8 Kasım 2012 Perşembe

anti-stress palavrası

normalde dert dinlemeyi sevmem, hatta prensip olarak çok çok yakınım olmayan insanların problemleriyle ilgilenmem bile ama bu seferlik küçük bi müstesna tanıyorum bu mevzuya. pasajdan komşumuzun annesi meme kanseri olabilir ve kız aşırı derecede üzgün. normal olarak tabi. seda'yı öyle üzgün, mutsuz gördüğüm zaman otomatikman üzülür oldum. henüz durumun ne olduğunu anlamak için tahliller yapılıyor ama ben de bi yandan seda'ya moral vermeye çalışıyorum, bi yandan da onu en kötü sonuç ihtimaline hazırlamaya çalışıyorum. hayat garip, kimin başına ne zaman ne gelecek belli değil. yarın sabah uyanıp uyanmayacağımızdan ya da uyandığımızda hayatımızın bir anda fazlasıyla değişip değişmeyeceğinden emin olmadığımız bir hayattan çok fazla şey bekler, kendimizi çok fazla sıkınıya sokar olduk. modern çağın kalıtsal hastalığı bu aslında; stres.

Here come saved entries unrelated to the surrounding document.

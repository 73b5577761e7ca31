//! Long-lived bash session on a PTY master, used to probe candidate
//! commands without paying a fork/exec per request.
//!
//! The session shell runs with echo disabled and (when privileged) inside
//! the read-only sandbox root. A dedicated reader thread pumps PTY output
//! into a bounded channel; request handling drains, submits, and collects
//! against the prompt sentinel under a fixed attempt budget.

use anyhow::{anyhow, bail, Context, Result};
use crossbeam_channel::{bounded, Receiver, RecvTimeoutError, Sender};
use std::ffi::CString;
use std::io::{self, ErrorKind};
use std::os::unix::ffi::OsStrExt;
use std::os::unix::io::RawFd;
use std::path::Path;
use std::ptr;
use std::thread;
use std::time::{Duration, Instant};

/// Sentinel used when live prompt discovery fails; never empty.
pub const DEFAULT_SENTINEL: &str = "$ ";

/// Wall-clock budget for a single probe before the command is presumed
/// interactive.
pub const REQUEST_BUDGET: Duration = Duration::from_secs(5);

const READ_SLICE: Duration = Duration::from_millis(100);
const SENTINEL_PROBE_TIMEOUT: Duration = Duration::from_secs(1);

/// Raw bytes captured for one probe plus whether the prompt came back.
#[derive(Debug)]
pub struct Probe {
    pub raw: Vec<u8>,
    pub sentinel_seen: bool,
    pub sentinel: String,
}

pub struct ShellSession {
    master_fd: RawFd,
    child_pid: i32,
    output_rx: Receiver<Vec<u8>>,
    sentinel: Option<String>,
    _reader: thread::JoinHandle<()>,
}

impl ShellSession {
    /// Spawn the session shell under a fresh PTY, optionally chrooted into
    /// the sandbox root, starting in `workdir`.
    pub fn spawn(chroot_dir: Option<&Path>, workdir: &Path) -> Result<Self> {
        let shell = CString::new("/bin/bash").expect("static path");
        let argv: Vec<CString> = ["bash", "--norc", "--noprofile", "-c", "stty -echo; exec bash"]
            .iter()
            .map(|arg| CString::new(*arg).expect("static argv"))
            .collect();
        let cwd = CString::new(workdir.as_os_str().as_bytes())
            .with_context(|| format!("workdir contains NUL byte: {}", workdir.display()))?;
        let root = chroot_dir
            .map(|dir| {
                CString::new(dir.as_os_str().as_bytes())
                    .with_context(|| format!("root contains NUL byte: {}", dir.display()))
            })
            .transpose()?;

        // SAFETY: all strings passed to the child are prepared before fork;
        // the returned master fd is owned by the session and the reader
        // thread reads it until close.
        unsafe {
            let (master_fd, child_pid) = spawn_shell_child(&shell, &argv, root.as_ref(), &cwd)?;
            set_nonblocking(master_fd)?;
            let (tx, rx) = bounded(100);
            let reader = spawn_reader_thread(master_fd, tx);
            Ok(Self {
                master_fd,
                child_pid,
                output_rx: rx,
                sentinel: None,
                _reader: reader,
            })
        }
    }

    /// Peek whether the session shell is still running (without reaping it).
    pub fn is_alive(&self) -> bool {
        if self.child_pid <= 0 {
            return false;
        }
        // SAFETY: child_pid is owned by this session; WNOHANG only inspects.
        let mut status = 0;
        let ret = unsafe { libc::waitpid(self.child_pid, &mut status, libc::WNOHANG) };
        ret == 0
    }

    /// Discard any residue sitting in the PTY stream.
    pub fn drain(&self) {
        while self.output_rx.try_recv().is_ok() {}
    }

    /// Run one candidate command through the session and capture its output
    /// until the prompt sentinel returns or the attempt budget expires.
    pub fn run_probe(&mut self, command: &str) -> Result<Probe> {
        if !self.is_alive() {
            bail!("sandbox shell is not running");
        }
        let sentinel = self.ensure_sentinel();
        self.drain();

        let wrapped = format!("bash -c '{command}'; echo \"EXIT_CODE:$?\"");
        self.send_line(&wrapped)?;

        let (raw, sentinel_seen) = self.collect_until(&sentinel, REQUEST_BUDGET);
        if !sentinel_seen {
            self.interrupt();
        }
        Ok(Probe {
            raw,
            sentinel_seen,
            sentinel,
        })
    }

    /// The captured prompt sentinel, probed from the live session on first
    /// use and cached afterwards.
    fn ensure_sentinel(&mut self) -> String {
        if let Some(sentinel) = &self.sentinel {
            return sentinel.clone();
        }
        let sentinel = self
            .probe_sentinel()
            .unwrap_or_else(|| DEFAULT_SENTINEL.to_string());
        tracing::debug!(sentinel = %sentinel, "captured prompt sentinel");
        self.sentinel = Some(sentinel.clone());
        sentinel
    }

    fn probe_sentinel(&self) -> Option<String> {
        self.send_line("echo \"PS1_PROMPT:$PS1\"").ok()?;
        let start = Instant::now();
        let mut buf = Vec::new();
        while start.elapsed() < SENTINEL_PROBE_TIMEOUT {
            match self.output_rx.recv_timeout(READ_SLICE) {
                Ok(chunk) => {
                    buf.extend_from_slice(&chunk);
                    if let Some(sentinel) = extract_sentinel(&buf) {
                        // Let the trailing prompt land, then clear it out.
                        thread::sleep(Duration::from_millis(50));
                        self.drain();
                        return Some(sentinel);
                    }
                }
                Err(RecvTimeoutError::Timeout) => continue,
                Err(RecvTimeoutError::Disconnected) => break,
            }
        }
        self.drain();
        None
    }

    fn collect_until(&self, sentinel: &str, budget: Duration) -> (Vec<u8>, bool) {
        let start = Instant::now();
        let mut buf = Vec::new();
        let mut seen = false;
        while start.elapsed() < budget {
            match self.output_rx.recv_timeout(READ_SLICE) {
                Ok(chunk) => {
                    buf.extend_from_slice(&chunk);
                    if !seen && find_subslice(&buf, sentinel.as_bytes()).is_some() {
                        seen = true;
                    }
                }
                Err(RecvTimeoutError::Timeout) => {
                    // Once the prompt is back, a quiet slice means the
                    // command is done spilling stderr.
                    if seen {
                        break;
                    }
                }
                Err(RecvTimeoutError::Disconnected) => break,
            }
        }
        (buf, seen)
    }

    /// Send Ctrl-C to the session and clear whatever it leaves behind.
    pub fn interrupt(&self) {
        let _ = write_all(self.master_fd, b"\x03");
        thread::sleep(Duration::from_millis(100));
        self.drain();
    }

    fn send_line(&self, text: &str) -> Result<()> {
        write_all(self.master_fd, text.as_bytes())?;
        write_all(self.master_fd, b"\n")
    }
}

impl Drop for ShellSession {
    fn drop(&mut self) {
        let _ = write_all(self.master_fd, b"exit\n");
        if !wait_for_exit(self.child_pid, Duration::from_millis(500)) {
            // SAFETY: child_pid belongs to this session; kill/waitpid only
            // touch that process (group first, direct pid as fallback).
            unsafe {
                signal_session(self.child_pid, libc::SIGTERM);
                if !wait_for_exit(self.child_pid, Duration::from_millis(500)) {
                    signal_session(self.child_pid, libc::SIGKILL);
                    let mut status = 0;
                    let _ = libc::waitpid(self.child_pid, &mut status, 0);
                }
            }
        }
        // SAFETY: master_fd was opened by openpty and is closed exactly once.
        unsafe {
            libc::close(self.master_fd);
        }
    }
}

/// Extract the `PS1_PROMPT:` marker value from probe output.
fn extract_sentinel(buf: &[u8]) -> Option<String> {
    let text = String::from_utf8_lossy(buf);
    let start = text.find("PS1_PROMPT:")? + "PS1_PROMPT:".len();
    let rest = &text[start..];
    let end = rest.find('\n')?;
    let value = rest[..end].trim_end_matches('\r');
    if value.trim().is_empty() {
        None
    } else {
        Some(value.to_string())
    }
}

pub(crate) fn find_subslice(haystack: &[u8], needle: &[u8]) -> Option<usize> {
    if needle.is_empty() || haystack.len() < needle.len() {
        return None;
    }
    haystack
        .windows(needle.len())
        .position(|window| window == needle)
}

/// Fork and exec the session shell under a new PTY.
///
/// # Safety
///
/// `shell`/`argv`/`root`/`cwd` must outlive the call; the child never
/// returns (it execs or `_exit(1)`s).
unsafe fn spawn_shell_child(
    shell: &CString,
    argv: &[CString],
    root: Option<&CString>,
    cwd: &CString,
) -> Result<(RawFd, i32)> {
    let mut master_fd: RawFd = -1;
    let mut slave_fd: RawFd = -1;

    // SAFETY: openpty fills the two fd out-params; winsize/name are optional.
    if libc::openpty(
        &mut master_fd,
        &mut slave_fd,
        ptr::null_mut(),
        ptr::null_mut(),
        ptr::null_mut(),
    ) != 0
    {
        return Err(errno_error("openpty failed"));
    }

    let pid = libc::fork();
    if pid < 0 {
        libc::close(master_fd);
        libc::close(slave_fd);
        return Err(errno_error("fork failed"));
    }
    if pid == 0 {
        shell_child_exec(master_fd, slave_fd, shell, argv, root, cwd);
    }

    libc::close(slave_fd);
    Ok((master_fd, pid))
}

/// Child-side setup after fork: session leader, controlling TTY, stdio on
/// the slave, environment, chroot, exec.
///
/// # Safety
///
/// Must only run in the forked child; diverges via exec or `_exit(1)`.
unsafe fn shell_child_exec(
    master_fd: RawFd,
    slave_fd: RawFd,
    shell: &CString,
    argv: &[CString],
    root: Option<&CString>,
    cwd: &CString,
) -> ! {
    let fail = |context: &str| -> ! {
        let err = io::Error::last_os_error();
        let msg = format!("sandbox shell setup {context} failed: {err}\n");
        // SAFETY: write is async-signal-safe and stderr is open in the child.
        let _ = libc::write(libc::STDERR_FILENO, msg.as_ptr().cast(), msg.len());
        libc::_exit(1);
    };

    libc::close(master_fd);
    if libc::setsid() == -1 {
        fail("setsid");
    }
    if libc::ioctl(slave_fd, libc::TIOCSCTTY as libc::c_ulong, 0) == -1 {
        fail("ioctl(TIOCSCTTY)");
    }
    if libc::dup2(slave_fd, libc::STDIN_FILENO) < 0
        || libc::dup2(slave_fd, libc::STDOUT_FILENO) < 0
        || libc::dup2(slave_fd, libc::STDERR_FILENO) < 0
    {
        fail("dup2");
    }
    if slave_fd > libc::STDERR_FILENO {
        libc::close(slave_fd);
    }

    if libc::setenv(c"TERM".as_ptr(), c"xterm-256color".as_ptr(), 1) != 0 {
        fail("setenv(TERM)");
    }
    if libc::setenv(c"PS1".as_ptr(), c"$ ".as_ptr(), 1) != 0 {
        fail("setenv(PS1)");
    }

    // chroot needs privilege; the unprivileged fallback keeps validating
    // against the symlinked root without confinement.
    if let Some(root) = root {
        let _ = libc::chroot(root.as_ptr());
    }
    if libc::chdir(cwd.as_ptr()) != 0 {
        let _ = libc::chdir(c"/".as_ptr());
    }

    let mut argv_ptrs: Vec<*const libc::c_char> = argv.iter().map(|arg| arg.as_ptr()).collect();
    argv_ptrs.push(ptr::null());
    libc::execv(shell.as_ptr(), argv_ptrs.as_ptr());
    fail("execv");
}

/// Continuously read from the PTY and forward chunks to the session.
fn spawn_reader_thread(master_fd: RawFd, tx: Sender<Vec<u8>>) -> thread::JoinHandle<()> {
    thread::spawn(move || {
        let mut buffer = [0u8; 4096];
        loop {
            // SAFETY: master_fd stays valid while the session lives; buffer
            // is a writable stack array of the stated length.
            let n = unsafe { libc::read(master_fd, buffer.as_mut_ptr().cast(), buffer.len()) };
            if n > 0 {
                if tx.send(buffer[..n as usize].to_vec()).is_err() {
                    break;
                }
                continue;
            }
            if n == 0 {
                break;
            }
            let err = io::Error::last_os_error();
            if err.kind() == ErrorKind::Interrupted || err.kind() == ErrorKind::WouldBlock {
                thread::sleep(Duration::from_millis(10));
                continue;
            }
            break;
        }
    })
}

/// Write the whole buffer to the PTY master, retrying short writes.
fn write_all(fd: RawFd, mut data: &[u8]) -> Result<()> {
    while !data.is_empty() {
        // SAFETY: fd is the PTY master and data is a live slice.
        let written = unsafe { libc::write(fd, data.as_ptr().cast(), data.len()) };
        if written < 0 {
            let err = io::Error::last_os_error();
            if err.kind() == ErrorKind::Interrupted || err.kind() == ErrorKind::WouldBlock {
                thread::sleep(Duration::from_millis(1));
                continue;
            }
            return Err(anyhow!("PTY write failed: {err}"));
        }
        if written == 0 {
            return Err(anyhow!("PTY write returned 0"));
        }
        data = &data[written as usize..];
    }
    Ok(())
}

/// Configure the PTY master for non-blocking reads.
///
/// # Safety
///
/// `fd` must be a valid, open file descriptor.
unsafe fn set_nonblocking(fd: RawFd) -> Result<()> {
    let flags = libc::fcntl(fd, libc::F_GETFL, 0);
    if flags < 0 {
        return Err(errno_error("fcntl(F_GETFL) failed"));
    }
    if libc::fcntl(fd, libc::F_SETFL, flags | libc::O_NONBLOCK) < 0 {
        return Err(errno_error("fcntl(F_SETFL) failed"));
    }
    Ok(())
}

/// Signal the session's process group, falling back to the direct pid.
///
/// # Safety
///
/// `pid` must be a child owned by the caller.
unsafe fn signal_session(pid: i32, signal: i32) {
    if pid <= 0 {
        return;
    }
    if libc::kill(-pid, signal) != 0 {
        let _ = libc::kill(pid, signal);
    }
}

/// Wait for the child to terminate, bailing out after `timeout`.
fn wait_for_exit(child_pid: i32, timeout: Duration) -> bool {
    if child_pid <= 0 {
        return true;
    }
    let start = Instant::now();
    let mut status = 0;
    while start.elapsed() < timeout {
        // SAFETY: child_pid is owned by this session; WNOHANG only inspects.
        let result = unsafe { libc::waitpid(child_pid, &mut status, libc::WNOHANG) };
        if result != 0 {
            return true;
        }
        thread::sleep(Duration::from_millis(50));
    }
    false
}

fn errno_error(context: &str) -> anyhow::Error {
    anyhow!("{context}: {}", io::Error::last_os_error())
}

#[cfg(test)]
mod tests {
    use super::*;

    #[test]
    fn find_subslice_locates_needles_across_positions() {
        assert_eq!(find_subslice(b"abc$ def", b"$ "), Some(3));
        assert_eq!(find_subslice(b"$ ", b"$ "), Some(0));
        assert_eq!(find_subslice(b"abc", b"$ "), None);
        assert_eq!(find_subslice(b"", b"$ "), None);
        assert_eq!(find_subslice(b"abc", b""), None);
    }

    #[test]
    fn extract_sentinel_reads_the_marker_line() {
        assert_eq!(
            extract_sentinel(b"PS1_PROMPT:$ \n$ "),
            Some("$ ".to_string())
        );
        assert_eq!(
            extract_sentinel(b"noise\r\nPS1_PROMPT:[sbx]> \r\n"),
            Some("[sbx]> ".to_string())
        );
    }

    #[test]
    fn extract_sentinel_rejects_blank_or_unterminated_markers() {
        assert_eq!(extract_sentinel(b"PS1_PROMPT:\n"), None);
        assert_eq!(extract_sentinel(b"PS1_PROMPT:  \n"), None);
        assert_eq!(extract_sentinel(b"PS1_PROMPT:$ "), None);
    }
}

fazlasıyla bulaşıcı olan bu sendromu atlatmanın pek mümkünü yok açıkçası. sülalem raad diyemiyorsan, vurdumduymaz değilsen -ki bence vurdumduymazlığın da bir sınırı olmalı, zirvesinde olanlarla da hayat çekilmez-, en küçük şeyleri bile kafana takıp günlerce uyuyamıyorsan, sinirden tırnaklarını yiyor veya kopartıyorsan, takıntıların varsa, kuruntuların varsa tebrikler, modern çağın en büyük hastalıklarından birine yakalanmışsın demektir.
zaten bunu da kâra çevirmek isteyen firmaların anti-stress şampuanları, duş jelleri, kremleri, ayak bakım kremleri vs. mevcut piyasada. ancak ben hiç kullandığım krem sayesinde stresten kurtulduğumu hatırlamıyorum. ha girersin sıcak bi duş alırsın, güzel kokan bi duş jeli kullanırsın, rahatlarsın buna kafam basar. ama hiç sürünce beni rahatlatan krem görmedim, üzerinde "yeminle bak stresten arındırır, Allah çarpsın ki doğru söylüyom" yazsa bile inanmam açıkçası. sırf üzerinde anti-stress yazıyor diye kerameti 3 lira olan şeyi 7 liraya kakalamaya çalışıyorlar işte. biz de saf saf inanıp rahatlamak için alıyoruz.
bi de reklam var şimdi, hani kadın mutfakta iş yaparken söyleniyor kocasına, kocası o esnada maç izliyor, sonra salona gidip halının üstüne basınca kadın bildiğin jelibon kıvamında bi insan oluyor ya, ben o halının kerametine inanmadığım gibi reklamı saçmalıkta dünya markası, markayı da dolandırıcı ve yalancı olarak görüyorum. ama hangi firmanın reklamıydı cidden bilmiyorum. ama yani inanmayalım bunlara canlar ya, bi halı insanı ne kadar rahatlatabilir ki? ama desen ki pufidik pufidik bi yatağa yatıcan, hava yağmurlu olucak, sabahı bırak isterse öğlen olsun alarm çalmiycak, canın istediği kadar yatıcan, ha bak insanı cidden rahatlatır bana işte bunlarla gelsinler.